So it's interesting how the whole question to be answered was about what the law is, rather than whether or not it should be the law, and whether or not justice is fulfilled. This is an example of how justice is reduced to what is legal rather than what is acceptable to those living in a particular society. One might argue that the law reflects the population's wishes, but there is so much disconnect between the creation of laws and the opinions of the various individuals which they bind that it doesn't really seem as if that is the case. Furthermore, a question should be asked about whether or not the public should have an investment in the dispute.
This is another case where you see disagreement as an impediment to justice whereas I see it as a key to justice (where no position is taken to an absolute extreme.)
"I think, to answer this, we need to boil down what exactly our judicial system does. In any trial, be it bench or jury, a person is determined whether or not they committed a crime, and then if they are found to be guilty, they are punished respectively."
Yes, that is how our current system works, but it doesn't mean it is merely what can work. For example, Jury Nullification is a valid part of the process which is looked down upon, because it threatens the authority of legislatures. One can ask the jury two do two things: 1. decide whether or not a person has violated a predetermined rule or 2. ask the jury to deliberate on the nature of the conflict and form a decision on what should be done to resolve it. I see nothing wrong with juries doing the latter, in so much as the parties in conflict have agreed to that particular jury.
"If you take that element away, all that a jury or judge does when they announce a verdict is essentially provide the public with information as to whether they believe the culprit's violence was legitimate or not."

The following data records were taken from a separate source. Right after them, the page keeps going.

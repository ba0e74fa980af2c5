//! Requirement Parser: turns a free-text 招商 requirement into a `RequirementProfile`.
//!
//! The LLM answer is normalized and merged with the keyword parse: any field the
//! model left empty is filled locally. When the call fails outright, the keyword
//! parse is the result.

use once_cell::sync::Lazy;
use regex::Regex;
use serde::Serialize;
use serde_json::Value;
use tracing::{info, warn};

use crate::errors::AppError;
use crate::llm_client::prompts::system_prompt;
use crate::llm_client::LlmClient;
use crate::matching::keywords::{
    IndustryFamily, AB_ROUNDS, AB_ROUND_ALIASES, CITIES, EXTRA_KEYWORDS, INDUSTRIES,
    REGION_GROUPS, SCENARIOS, STAGES,
};
use crate::matching::prompts::{
    parse_requirement_tool, REQUIREMENT_PROMPT_TEMPLATE, REQUIREMENT_ROLE,
};
use crate::models::company::RequirementProfile;
use crate::models::Source;
use crate::normalize::{dedup_preserving_order, get_any, payload_value, string_field, string_list};

static RECENT_YEARS: Lazy<Regex> = Lazy::new(|| {
    Regex::new(r"(?:过去|最近|近)(\d+|[一二两三四五六七八九十])年").expect("valid pattern")
});
static SINCE_YEAR: Lazy<Regex> =
    Lazy::new(|| Regex::new(r"(\d{4})年(?:以后|之后|至今)").expect("valid pattern"));
static FOUR_DIGIT_YEAR: Lazy<Regex> =
    Lazy::new(|| Regex::new(r"(\d{4})").expect("valid pattern"));

/// Window assumed when a time window is set but carries no readable year.
const DEFAULT_WINDOW_YEARS: i32 = 2;

#[derive(Debug, Clone, Serialize)]
pub struct ParsedRequirement {
    pub profile: RequirementProfile,
    pub source: Source,
}

/// Parses a requirement with the LLM, falling back to (or filling from) the keyword parse.
pub async fn parse_requirement(text: &str, llm: &LlmClient) -> ParsedRequirement {
    let local = parse_requirement_locally(text);

    match request_profile(text, llm).await {
        Ok(profile) if !profile.is_empty() => {
            let (profile, filled) = merge_profiles(profile, &local);
            let source = if filled { Source::Merged } else { Source::Llm };
            info!("Requirement parsed by LLM (source={:?})", source);
            ParsedRequirement { profile, source }
        }
        Ok(_) => {
            warn!("LLM returned an empty requirement profile, using keyword parse");
            ParsedRequirement {
                profile: local,
                source: Source::Heuristic,
            }
        }
        Err(e) => {
            warn!("Requirement parsing via LLM failed, using keyword parse: {e}");
            ParsedRequirement {
                profile: local,
                source: Source::Heuristic,
            }
        }
    }
}

async fn request_profile(text: &str, llm: &LlmClient) -> Result<RequirementProfile, AppError> {
    let prompt = REQUIREMENT_PROMPT_TEMPLATE.replace("{requirement_text}", text);
    let completion = llm
        .call_tool(
            &system_prompt(REQUIREMENT_ROLE),
            &prompt,
            &parse_requirement_tool(),
        )
        .await?;
    let value = payload_value(&completion.payload)
        .map_err(|e| AppError::Llm(format!("Requirement parsing failed: {e}")))?;
    Ok(profile_from_value(&value))
}

/// Coerces whatever shape the model used into a profile.
pub fn profile_from_value(value: &Value) -> RequirementProfile {
    let value = value
        .get("profile")
        .filter(|v| v.is_object())
        .unwrap_or(value);

    RequirementProfile {
        region_preference: string_list(get_any(value, &["region_preference", "regions", "region"])),
        industry_preference: string_list(get_any(
            value,
            &["industry_preference", "industries", "industry"],
        )),
        stage_preference: string_list(get_any(value, &["stage_preference", "stages", "stage"])),
        time_window: string_field(get_any(value, &["time_window", "timeWindow"])),
        extra_preferences: string_list(get_any(
            value,
            &["extra_preferences", "extra_preference", "extras"],
        )),
        scenario: string_field(get_any(value, &["scenario", "scenarios"])),
    }
}

/// Fills every empty field of `primary` from `fallback`. Returns whether anything was filled.
pub fn merge_profiles(
    mut primary: RequirementProfile,
    fallback: &RequirementProfile,
) -> (RequirementProfile, bool) {
    let mut filled = false;

    fn fill_list(target: &mut Vec<String>, source: &[String], filled: &mut bool) {
        if target.is_empty() && !source.is_empty() {
            *target = source.to_vec();
            *filled = true;
        }
    }
    fn fill_text(target: &mut String, source: &str, filled: &mut bool) {
        if target.trim().is_empty() && !source.trim().is_empty() {
            *target = source.to_string();
            *filled = true;
        }
    }

    fill_list(&mut primary.region_preference, &fallback.region_preference, &mut filled);
    fill_list(&mut primary.industry_preference, &fallback.industry_preference, &mut filled);
    fill_list(&mut primary.stage_preference, &fallback.stage_preference, &mut filled);
    fill_list(&mut primary.extra_preferences, &fallback.extra_preferences, &mut filled);
    fill_text(&mut primary.time_window, &fallback.time_window, &mut filled);
    fill_text(&mut primary.scenario, &fallback.scenario, &mut filled);

    (primary, filled)
}

/// Keyword-based requirement parse. Deterministic, no I/O.
pub fn parse_requirement_locally(text: &str) -> RequirementProfile {
    let lower = text.to_lowercase();

    let mut regions: Vec<String> = Vec::new();
    for (group, cities) in REGION_GROUPS {
        if text.contains(group) {
            regions.extend(cities.iter().map(|c| c.to_string()));
        }
    }
    for city in CITIES {
        if text.contains(city) {
            regions.push(city.to_string());
        }
    }

    let industries: Vec<String> = INDUSTRIES
        .iter()
        .filter(|ind| lower.contains(&ind.to_lowercase()))
        .map(|ind| ind.to_string())
        .collect();

    let mut stages: Vec<String> = STAGES
        .iter()
        .filter(|stage| text.contains(*stage))
        .map(|stage| stage.to_string())
        .collect();
    if AB_ROUND_ALIASES.iter().any(|alias| text.contains(alias)) {
        stages.extend(AB_ROUNDS.iter().map(|s| s.to_string()));
    }

    let extras: Vec<String> = EXTRA_KEYWORDS
        .iter()
        .filter(|kw| text.contains(*kw))
        .map(|kw| kw.to_string())
        .collect();

    let industries = dedup_preserving_order(industries);
    let scenario = SCENARIOS
        .iter()
        .find(|sc| text.contains(*sc))
        .map(|sc| sc.to_string())
        .unwrap_or_else(|| infer_scenario(&industries));

    RequirementProfile {
        region_preference: dedup_preserving_order(regions),
        industry_preference: industries,
        stage_preference: dedup_preserving_order(stages),
        time_window: parse_time_window(text),
        extra_preferences: dedup_preserving_order(extras),
        scenario,
    }
}

/// Default carrier scenario for a set of industries.
pub fn infer_scenario(industries: &[String]) -> String {
    if IndustryFamily::Manufacturing.covers(industries) {
        "产业园 / 制造工厂".to_string()
    } else if IndustryFamily::Digital.covers(industries) {
        "创新园区 / 总部办公".to_string()
    } else if IndustryFamily::LifeScience.covers(industries) {
        "研发中心 / 实验室".to_string()
    } else {
        "创新园区".to_string()
    }
}

fn parse_time_window(text: &str) -> String {
    if let Some(caps) = RECENT_YEARS.captures(text) {
        if let Some(years) = parse_year_count(&caps[1]) {
            return format!("近{years}年内");
        }
    }
    if let Some(caps) = SINCE_YEAR.captures(text) {
        return format!("{}年以后", &caps[1]);
    }
    String::new()
}

fn parse_year_count(raw: &str) -> Option<u32> {
    if let Ok(n) = raw.parse::<u32>() {
        return Some(n);
    }
    let n = match raw {
        "一" => 1,
        "二" | "两" => 2,
        "三" => 3,
        "四" => 4,
        "五" => 5,
        "六" => 6,
        "七" => 7,
        "八" => 8,
        "九" => 9,
        "十" => 10,
        _ => return None,
    };
    Some(n)
}

/// First calendar year covered by a time window such as `近3年内` or `2022年以后`.
/// `None` when no window is set.
pub fn window_start_year(time_window: &str, current_year: i32) -> Option<i32> {
    let window = time_window.trim();
    if window.is_empty() {
        return None;
    }
    if let Some(caps) = RECENT_YEARS.captures(window) {
        let start = parse_year_count(&caps[1])
            .and_then(|years| i32::try_from(years).ok())
            .and_then(|years| current_year.checked_sub(years));
        return Some(start.unwrap_or(current_year.saturating_sub(DEFAULT_WINDOW_YEARS)));
    }
    if let Some(caps) = FOUR_DIGIT_YEAR.captures(window) {
        if let Ok(year) = caps[1].parse::<i32>() {
            return Some(year);
        }
    }
    Some(current_year.saturating_sub(DEFAULT_WINDOW_YEARS))
}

Not merely the public, but the persons in conflict whom agreed to follow the ruling of the judge, jury, or arbitrator beforehand. The public only needs to be involved if there is a threat to the public or the particular community is especially communitarian and almost everyone's interests are entangled.
"And in the case of criminal trials that people are aware of, verdicts rarely change anyone's mind; see Casey Anthony, OJ Simpson, the two cases I just referenced (although one was admittedly a failure to indict rather than a trial and acquittal), the 1992 case with the LAPD and Rodney King, Robert Kelly, etc. When people are aware of a trial, social stigma exists regardless of whether the accused is found guilty or not guilty."
Sure, but again one must question why there is social stigma. Much of this stigma depends on internalized social hierarchies: racism, cop-worship, celebrity-worship, etc. As a precondition of anarchism, these internalization of hierarchies must be minimized.
"This also ties back in to the information problem mentioned earlier, where if people aren't aware of the trial taking place, they likely won't be paying the necessary attention to ostracize or otherwise retaliate against a guilty culprit in some way."
If a person is murdering others in the community it is typical for people to pay attention. I'd argue that people pay attention to these things more than they do, say, politics. Yet we put the burden of electing representatives on people and not the burden of acting in civil-society. Even if the entire community isn't paying attention, that's okay, a sample of the community that is most affected is sufficient.
"This might not be a big issue in smaller communities, but for larger cities where assaults, murders, and other forms of violence are unfortunately all too common, keeping track can be a problem. Even in small communities, while murder might be a big issue, assaults and other forms of violent crime would largely go unnoticed by most of the population. This ties into another problem that I'll address a bit later about how their guilt/innocence is determined."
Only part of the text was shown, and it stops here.